Inseguiamo per cinquant'anni gli amori negati alla vostra età e siamo un'orgia
di chiacchiere amare. Passano i minuti e mi farei del rum. Ma i ragazzi cubani
sono una buona gioventù. Non si fanno il rum. Mi piacciono. Pensano all'amore.
In Italia adesso, probabilmente, i loro coetanei si stanno smezzando cristalli
di metanfetamine, mentre loro chiedono il permesso per una sigaretta. Arrivano
i Los Angeles e trotterellano in un viale umano che li acclama. Uno di loro mi
passa accanto e mi dà la mano. Io, impreparato, gli rispondo: "Bella, secco...".
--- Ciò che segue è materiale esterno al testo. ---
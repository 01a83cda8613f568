use std::any::type_name;
use std::fmt;
use std::sync::Arc;
use std::time::Duration;

use crate::consumer::ConsumerJob;
use crate::dispatch::{DEFAULT_DISPATCH_TIMEOUT, ProvisionBackend, RunnerDispatcher};
use crate::events::{InProcEventBus, RunEventPublisher};
use crate::identity::IdentityBroker;
use crate::registry::RegistryAuthenticator;

use super::orchestrator::{OrchestratorConfig, ProvisioningOrchestrator};

/// Builder for constructing a `ProvisioningOrchestrator` with explicit
/// dependencies.
///
/// The identity broker, registry authenticator and provisioning backend are
/// required. Without a consumer the run ends at `Confirmed`; without an
/// event publisher events go to a private [`InProcEventBus`].
///
/// # Example
///
/// ```ignore
/// use runway::*;
///
/// let orchestrator = ProvisioningOrchestratorBuilder::new(config)
///     .with_identity(identity)
///     .with_registry(registry)
///     .with_backend(backend)
///     .with_dispatch_timeout(Duration::from_secs(900))
///     .with_consumer(consumer)
///     .with_events(events)
///     .build()?;
/// ```
pub struct ProvisioningOrchestratorBuilder<I, R, B>
where
    I: IdentityBroker + 'static,
    R: RegistryAuthenticator + 'static,
    B: ProvisionBackend + 'static,
{
    config: OrchestratorConfig,
    identity: Option<Arc<I>>,
    registry: Option<Arc<R>>,
    backend: Option<Arc<B>>,
    dispatch_timeout: Duration,
    consumer: Option<Arc<dyn ConsumerJob>>,
    events: Option<Arc<dyn RunEventPublisher>>,
}

impl<I, R, B> fmt::Debug for ProvisioningOrchestratorBuilder<I, R, B>
where
    I: IdentityBroker + 'static,
    R: RegistryAuthenticator + 'static,
    B: ProvisionBackend + 'static,
{
    fn fmt(&self, f: &mut fmt::Formatter<'_>) -> fmt::Result {
        let mut debug = f.debug_struct("ProvisioningOrchestratorBuilder");
        debug.field("config", &self.config);
        debug.field("identity_set", &self.identity.is_some());
        debug.field("registry_set", &self.registry.is_some());
        debug.field("backend_set", &self.backend.is_some());
        debug.field("dispatch_timeout", &self.dispatch_timeout);
        debug.field("consumer_set", &self.consumer.is_some());
        debug.field("events_set", &self.events.is_some());

        if self.identity.is_some() {
            debug.field("identity_type", &type_name::<I>());
        }
        if self.registry.is_some() {
            debug.field("registry_type", &type_name::<R>());
        }
        if self.backend.is_some() {
            debug.field("backend_type", &type_name::<B>());
        }

        debug.finish()
    }
}

impl<I, R, B> ProvisioningOrchestratorBuilder<I, R, B>
where
    I: IdentityBroker + 'static,
    R: RegistryAuthenticator + 'static,
    B: ProvisionBackend + 'static,
{
    pub fn new(config: OrchestratorConfig) -> Self {
        Self {
            config,
            identity: None,
            registry: None,
            backend: None,
            dispatch_timeout: DEFAULT_DISPATCH_TIMEOUT,
            consumer: None,
            events: None,
        }
    }

    pub fn with_identity(mut self, identity: Arc<I>) -> Self {
        self.identity = Some(identity);
        self
    }

    pub fn with_registry(mut self, registry: Arc<R>) -> Self {
        self.registry = Some(registry);
        self
    }

    pub fn with_backend(mut self, backend: Arc<B>) -> Self {
        self.backend = Some(backend);
        self
    }

    pub fn with_dispatch_timeout(mut self, timeout: Duration) -> Self {
        self.dispatch_timeout = timeout;
        self
    }

    pub fn with_consumer(mut self, consumer: Arc<dyn ConsumerJob>) -> Self {
        self.consumer = Some(consumer);
        self
    }

    pub fn with_events(mut self, events: Arc<dyn RunEventPublisher>) -> Self {
        self.events = Some(events);
        self
    }

    pub fn build(self) -> anyhow::Result<ProvisioningOrchestrator<I, R, B>> {
        let identity = self
            .identity
            .ok_or_else(|| anyhow::anyhow!("identity dependency missing"))?;
        let registry = self
            .registry
            .ok_or_else(|| anyhow::anyhow!("registry dependency missing"))?;
        let backend = self
            .backend
            .ok_or_else(|| anyhow::anyhow!("backend dependency missing"))?;
        if self.dispatch_timeout.is_zero() {
            anyhow::bail!("dispatch timeout must be positive");
        }
        let events = self
            .events
            .unwrap_or_else(|| Arc::new(InProcEventBus::default()));

        Ok(ProvisioningOrchestrator::new(
            self.config,
            identity,
            registry,
            RunnerDispatcher::new(backend).with_timeout(self.dispatch_timeout),
            self.consumer,
            events,
        ))
    }
}

#[cfg(test)]
mod tests {
    use super::*;
    use crate::credentials::{RegistryLogin, TemporaryCredential};
    use crate::error::ProvisionError;
    use crate::identity::RunIdentity;
    use crate::request::{ProvisionRequest, ProvisionResponse};
    use crate::run::RunContext;
    use async_trait::async_trait;

    struct NoIdentity;

    #[async_trait]
    impl IdentityBroker for NoIdentity {
        async fn acquire(&self, _ctx: &RunContext) -> Result<RunIdentity, ProvisionError> {
            Err(ProvisionError::Authentication("unused".into()))
        }
    }

    struct NoRegistry;

    #[async_trait]
    impl RegistryAuthenticator for NoRegistry {
        async fn login(
            &self,
            _ctx: &RunContext,
            _credential: &TemporaryCredential,
        ) -> Result<RegistryLogin, ProvisionError> {
            Err(ProvisionError::RegistryAuth("unused".into()))
        }
    }

    struct NoBackend;

    #[async_trait]
    impl ProvisionBackend for NoBackend {
        async fn invoke(
            &self,
            _request: &ProvisionRequest,
            _credential: &TemporaryCredential,
            _login: &RegistryLogin,
        ) -> Result<ProvisionResponse, ProvisionError> {
            Err(ProvisionError::Dispatch("unused".into()))
        }
    }

    type Builder = ProvisioningOrchestratorBuilder<NoIdentity, NoRegistry, NoBackend>;

    #[test]
    fn build_requires_every_dependency() {
        let err = Builder::new(OrchestratorConfig::default())
            .with_registry(Arc::new(NoRegistry))
            .with_backend(Arc::new(NoBackend))
            .build()
            .unwrap_err();
        assert!(err.to_string().contains("identity dependency missing"));

        let err = Builder::new(OrchestratorConfig::default())
            .with_identity(Arc::new(NoIdentity))
            .with_registry(Arc::new(NoRegistry))
            .build()
            .unwrap_err();
        assert!(err.to_string().contains("backend dependency missing"));
    }

    #[test]
    fn build_applies_dispatch_timeout() {
        let orchestrator = Builder::new(OrchestratorConfig::default())
            .with_identity(Arc::new(NoIdentity))
            .with_registry(Arc::new(NoRegistry))
            .with_backend(Arc::new(NoBackend))
            .with_dispatch_timeout(Duration::from_secs(30))
            .build()
            .unwrap();
        assert_eq!(orchestrator.dispatcher().timeout(), Duration::from_secs(30));
    }

    #[test]
    fn zero_dispatch_timeout_is_rejected() {
        let err = Builder::new(OrchestratorConfig::default())
            .with_identity(Arc::new(NoIdentity))
            .with_registry(Arc::new(NoRegistry))
            .with_backend(Arc::new(NoBackend))
            .with_dispatch_timeout(Duration::ZERO)
            .build()
            .unwrap_err();
        assert!(err.to_string().contains("dispatch timeout"));
    }

    #[test]
    fn debug_lists_configured_dependencies() {
        let builder = Builder::new(OrchestratorConfig::default()).with_identity(Arc::new(NoIdentity));
        let debug = format!("{builder:?}");
        assert!(debug.contains("identity_set: true"));
        assert!(debug.contains("registry_set: false"));
        assert!(debug.contains("NoIdentity"));
    }
}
Scorre perplesso. Mia figlia è su di giri. È la prima volta che va in una
discoteca vera e propria. Mi piace essere stato io a portarcela. Non perché io
sia Tony Manero e voglio che segua le mie orme, ma perché mi piace esserci in
questi passaggi, poi nei ricordi. Iniziano a suonare canzoni piene d'energia. I
ragazzini esplodono. Il mio cuore è là. In mezzo a quell'età mai trascorsa. Il
mio corpo invece è sul muretto, lontano dal gioco. Roba loro, mi ripeto. Nina,
prima non balla, poi piano piano si scioglie. Da lontano mi sorride. Forse è il
suo modo di dirmi grazie e di far evaporare la paura della minaccia che la
aspetta quattro passi più avanti. Nell'adolescenza che sta arrivando. Il
concerto dura un'oretta. Poi alcune dediche e due ragazzine fortunate che
ballano un lento con i loro beniamini. Nina torna da me. La prendo per mano e
avrei voglia di piangere. Andrà via presto. Dietro ad un ragazzino carino che
la farà sognare. In quelle rabbie senza oggetto, nelle eterne proteste, nel
senso di impotenza, in quegli "i miei non mi vogliono proprio
capire...", in quel corpo che cambia, nei brufoli, nelle seghe a scuola,
nelle sigarette rubate, in quel vuoto che inizia a farsi spazio, una canzone
d'amore alla volta, fino a trovarsi lontana dai Los Angeles. Fino a trovarsi lontano.